The thing about ghost stories is that they always seem to get more interesting over time. That might be because the folks who tell them like to add another spine-tingling detail every so often, or it could be that the people who claim to see the spirits have new horrors to tell. No matter what your take on ghosts and the supernatural, one thing’s for sure: ghost stories are fascinating bits of lore.
There’s one bar in Oregon that has a long history, and its ghost stories are almost as old as the property. Keep scrolling for all the creepy details, then visit to sip wine and mingle with the ghosts there.
Established in 1905, The White Eagle is one of Oregon's oldest bars, and it's said to be haunted.
Address: 836 North Russell Street, Portland, OR, 97227
The Hryszko brothers and Barney Soboleski were Polish immigrants who opened the bar in the blue-collar neighborhood of Albinia to provide a place for other Polish working men to gather to drink, play pool and poker, and engage in other not-so-legal activities.
Rumors of a brothel upstairs and an opium den in the basement are common stories surrounding the White Eagle Saloon, and both could conceivably have a bit of truth to them. The rooms upstairs may have been an organized brothel, or it may have been a place where working men took call girls on payday.
The opium den rumor involves the "Shanghaiing" of unsuspecting immigrants, who were first drugged, and then put on a ship, where they'd later wake up to find that they were now an unwilling member of the crew. Whether there was drug activity going on in the basement is unknown, but Shanghaiing was definitely happening in the blue-collar neighborhoods of Portland during the early 1900s.
The saloon earned the name "Bucket of Blood" because of its frequent brawls.
The men who frequented the White Eagle Saloon were the kind of guys who worked hard, played hard, and drank hard, and violent brawls were common. Streetcar conductors would pull up to the stop right outside the saloon and call out, "Bucket of Blood!" and the nickname stuck.
With its colorful history, the lore of paranormal activity isn't surprising. Most ghost stories have elements of crime, violence, and heartbreak, and the White Eagle had all three in its early days.
In the bar area, the ghost of a bouncer is said to wander, moving items around the bar and occasionally appearing in the hallway and bathroom. Kitchen staff has also reported cooking utensils flying around.
Some speculate that the bouncer, who worked in the bar in the early 1900s, was either murdered or Shanghaied.
It's said that a waitress was pushed down the stairs by an invisible entity a few years ago. Luckily, her injuries were only minor, but she was shaken up quite a bit by the experience.
Upstairs, the 11 original boardinghouse rooms are still welcoming guests, but there's paranormal activity here, too. The ghosts who inhabit the second floor, Sam and Rose, seem to be friendly, though they also like to play pranks on guests.

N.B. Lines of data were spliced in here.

//! Configuration and CLI argument handling

use std::path::PathBuf;
use std::time::Duration;

use anyhow::{bail, Context, Result};
use clap::Parser;
use url::Url;

use crate::state::{CycleConfig, Separators};

/// CLI argument parsing structure
#[derive(Parser, Debug)]
#[command(name = "tomatod")]
#[command(about = "A Pomodoro timer served over local HTTP for touch bar and status bar widgets")]
#[command(version)]
pub struct Config {
    /// Address to bind the server to
    #[arg(long, default_value = "0.0.0.0:12321")]
    pub listen: String,

    /// Number of work intervals between long breaks (1-9)
    #[arg(short = 'n', long = "intervals", default_value_t = 4)]
    pub intervals: u32,

    /// Work interval length (e.g. `25m`, `1500s`; a bare number means minutes)
    #[arg(long, default_value = "25m")]
    pub work: String,

    /// Short break length
    #[arg(long, default_value = "5m")]
    pub short: String,

    /// Long break length
    #[arg(long, default_value = "15m")]
    pub long: String,

    /// Countdown separator while working
    #[arg(long = "colon", default_value = ":")]
    pub separator: String,

    /// Countdown separator during breaks
    #[arg(long = "colon-alt", default_value = ":")]
    pub separator_break: String,

    /// Milliseconds between background refreshes and widget updates (10-999)
    #[arg(long, default_value_t = 100)]
    pub tick: u64,

    /// Command to run when an interval ends
    #[arg(long)]
    pub command: Option<String>,

    /// Command to run when the timer starts
    #[arg(long)]
    pub start_command: Option<String>,

    /// Run hook commands without waiting for them to finish
    #[arg(long = "async")]
    pub async_hooks: bool,

    /// Icon shown while working (defaults to an embedded red square)
    #[arg(long = "icon1")]
    pub icon_work: Option<PathBuf>,

    /// Icon shown during breaks (defaults to an embedded green square)
    #[arg(long = "icon2")]
    pub icon_break: Option<PathBuf>,

    /// URL to push widget updates to
    #[arg(long, conflicts_with = "port")]
    pub url: Option<String>,

    /// BetterTouchTool port, shorthand for its update widget URL
    #[arg(long, requires = "uuid")]
    pub port: Option<u16>,

    /// UUID of the widget to update
    #[arg(long)]
    pub uuid: Option<String>,

    /// Enable verbose logging
    #[arg(short, long)]
    pub verbose: bool,
}

impl Config {
    /// Parse configuration from command line arguments
    pub fn parse() -> Self {
        Parser::parse()
    }

    /// Get the appropriate log level based on verbose flag
    pub fn log_level(&self) -> &'static str {
        if self.verbose { "debug" } else { "info" }
    }

    /// Per-mode durations and the long-break cadence, validated.
    pub fn cycle(&self) -> Result<CycleConfig> {
        if !(1..=9).contains(&self.intervals) {
            bail!(
                "Invalid number of intervals {} (must be between 1 and 9)",
                self.intervals
            );
        }
        Ok(CycleConfig {
            work: parse_duration(&self.work).context("Invalid work interval")?,
            short_break: parse_duration(&self.short).context("Invalid short break interval")?,
            long_break: parse_duration(&self.long).context("Invalid long break interval")?,
            intervals: self.intervals,
        })
    }

    /// Background refresh period, validated.
    pub fn tick_period(&self) -> Result<Duration> {
        if !(10..=999).contains(&self.tick) {
            bail!(
                "Invalid tick value {} (must be between 10 and 999 milliseconds)",
                self.tick
            );
        }
        Ok(Duration::from_millis(self.tick))
    }

    pub fn separators(&self) -> Separators {
        Separators {
            work: self.separator.clone(),
            rest: self.separator_break.clone(),
        }
    }

    /// Resolved push destination, if any.
    pub fn push_url(&self) -> Result<Option<Url>> {
        let raw = match (&self.url, self.port) {
            (Some(url), _) => url.clone(),
            (None, Some(port)) => {
                format!("http://127.0.0.1:{}/update_touch_bar_widget/", port)
            }
            (None, None) => return Ok(None),
        };
        let url = Url::parse(&raw).with_context(|| format!("Unable to parse url `{}`", raw))?;
        Ok(Some(url))
    }
}

/// Parses the duration grammar of the interval flags: a positive integer
/// with an optional `m` (minutes) or `s` (seconds) suffix; no suffix means
/// minutes.
pub fn parse_duration(s: &str) -> Result<Duration> {
    let (digits, unit_secs) = if let Some(rest) = s.strip_suffix('m') {
        (rest, 60)
    } else if let Some(rest) = s.strip_suffix('s') {
        (rest, 1)
    } else {
        (s, 60)
    };
    let secs = digits
        .parse::<u64>()
        .ok()
        .filter(|v| *v > 0)
        .and_then(|v| v.checked_mul(unit_secs))
        .with_context(|| format!("Invalid duration `{}`", s))?;
    Ok(Duration::from_secs(secs))
}

#[cfg(test)]
mod tests {
    use super::*;

    fn config(args: &[&str]) -> Result<Config, clap::Error> {
        let mut argv = vec!["tomatod"];
        argv.extend_from_slice(args);
        Config::try_parse_from(argv)
    }

    #[test]
    fn defaults_describe_a_classic_pomodoro() {
        let config = config(&[]).unwrap();
        let cycle = config.cycle().unwrap();

        assert_eq!(config.listen, "0.0.0.0:12321");
        assert_eq!(cycle.work, Duration::from_secs(25 * 60));
        assert_eq!(cycle.short_break, Duration::from_secs(5 * 60));
        assert_eq!(cycle.long_break, Duration::from_secs(15 * 60));
        assert_eq!(cycle.intervals, 4);
        assert_eq!(config.tick_period().unwrap(), Duration::from_millis(100));
        assert!(config.push_url().unwrap().is_none());
    }

    #[test]
    fn duration_grammar_accepts_minutes_seconds_and_bare_numbers() {
        assert_eq!(parse_duration("25m").unwrap(), Duration::from_secs(1500));
        assert_eq!(parse_duration("90s").unwrap(), Duration::from_secs(90));
        assert_eq!(parse_duration("15").unwrap(), Duration::from_secs(900));
    }

    #[test]
    fn duration_grammar_rejects_junk() {
        for bad in ["", "m", "0m", "0", "-5m", "2.5m", "abc", "10x"] {
            assert!(parse_duration(bad).is_err(), "`{}` should not parse", bad);
        }
    }

    #[test]
    fn duration_grammar_rejects_overflowing_minutes() {
        // u64::MAX / 60 rounds down to 307445734561825860.
        assert!(parse_duration("307445734561825861m").is_err());
        assert!(parse_duration("18446744073709551615m").is_err());
        assert!(parse_duration("307445734561825860m").is_ok());
        assert!(parse_duration("18446744073709551615s").is_ok());
    }

    #[test]
    fn interval_count_is_bounded() {
        assert!(config(&["-n", "0"]).unwrap().cycle().is_err());
        assert!(config(&["-n", "10"]).unwrap().cycle().is_err());
        assert!(config(&["-n", "1"]).unwrap().cycle().is_ok());
        assert!(config(&["-n", "9"]).unwrap().cycle().is_ok());
    }

    #[test]
    fn tick_is_bounded() {
        assert!(config(&["--tick", "9"]).unwrap().tick_period().is_err());
        assert!(config(&["--tick", "1000"]).unwrap().tick_period().is_err());
        assert!(config(&["--tick", "10"]).unwrap().tick_period().is_ok());
        assert!(config(&["--tick", "999"]).unwrap().tick_period().is_ok());
    }

    #[test]
    fn port_expands_to_the_widget_update_url() {
        let config = config(&["--port", "44444", "--uuid", "widget-1"]).unwrap();
        let url = config.push_url().unwrap().unwrap();
        assert_eq!(
            url.as_str(),
            "http://127.0.0.1:44444/update_touch_bar_widget/"
        );
    }

    #[test]
    fn url_and_port_are_mutually_exclusive() {
        assert!(config(&["--url", "http://localhost:9", "--port", "1"]).is_err());
    }

    #[test]
    fn port_requires_a_uuid() {
        assert!(config(&["--port", "44444"]).is_err());
    }

    #[test]
    fn unparsable_url_is_an_error() {
        let config = config(&["--url", "not a url"]).unwrap();
        assert!(config.push_url().is_err());
    }
}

A man named Sam is the most commonly-seen ghost here. He was an orphan who was adopted by the owner, and grew up in the hotel. He worked and lived there his entire life, and died in room two. Guests report seeing him in the hallway and room, and feeling him touch them with cold hands. He's also been accused of flushing the toilet in the main floor restroom, and making the toilet paper fly around the women's room.

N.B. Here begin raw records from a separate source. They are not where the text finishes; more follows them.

//! State management module
//!
//! This module contains the timer state machine, its read-only status
//! projection and the lock-guarded shared owner.

pub mod app_state;
pub mod status;
pub mod timer;

// Re-export main types
pub use app_state::AppState;
pub use status::{format_countdown, Separators, Status};
pub use timer::{CycleConfig, Mode, RunState, Timer, TimerEvent};
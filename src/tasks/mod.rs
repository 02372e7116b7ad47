//! Background tasks module
//!
//! This module contains background tasks that run alongside the HTTP server.

pub mod push;
pub mod ticker;

// Re-export main functions
pub use push::push_update_task;
pub use ticker::refresh_ticker_task;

Room two is also supposedly the place where a prostitute died in the early days of the hotel.
The story is that Rose fell in love with one of her customers, and he wanted to marry her and whisk her away from the brothel. The brothel owner didn't like that idea, so he murdered her. Guests in room two report hearing cries and screams coming from the closet, and say that they experience profound feelings of sadness there.
Room three is said to be haunted as well. Guests say that coins have appeared on the floor in their rooms, and some have even claimed to see shadowy figures moving through the hall.
McMenamins once posed the question on its Facebook page of whether anyone had experienced paranormal activity, and a recent guest stated that she had stayed in room three and experienced a lot of activity. She commented that during the night, the bed started moving up and down, and she felt like someone was tickling her toes.
The basement is said to harbor more nefarious ghosts.
Employees say that the freezers open and close by themselves, and that they've felt hands shoving or pinching them. Sometimes music can be heard late at night after the place is closed. Pyschics who have visited the basement report that that the spirits there are unfriendly.
McMenamins White Eagle Saloon and Hotel is often used as a stop on ghost tours around Portland, and paranormal experts have visited many times.
Everyone seems to agree that the place is definitely haunted. What do you think?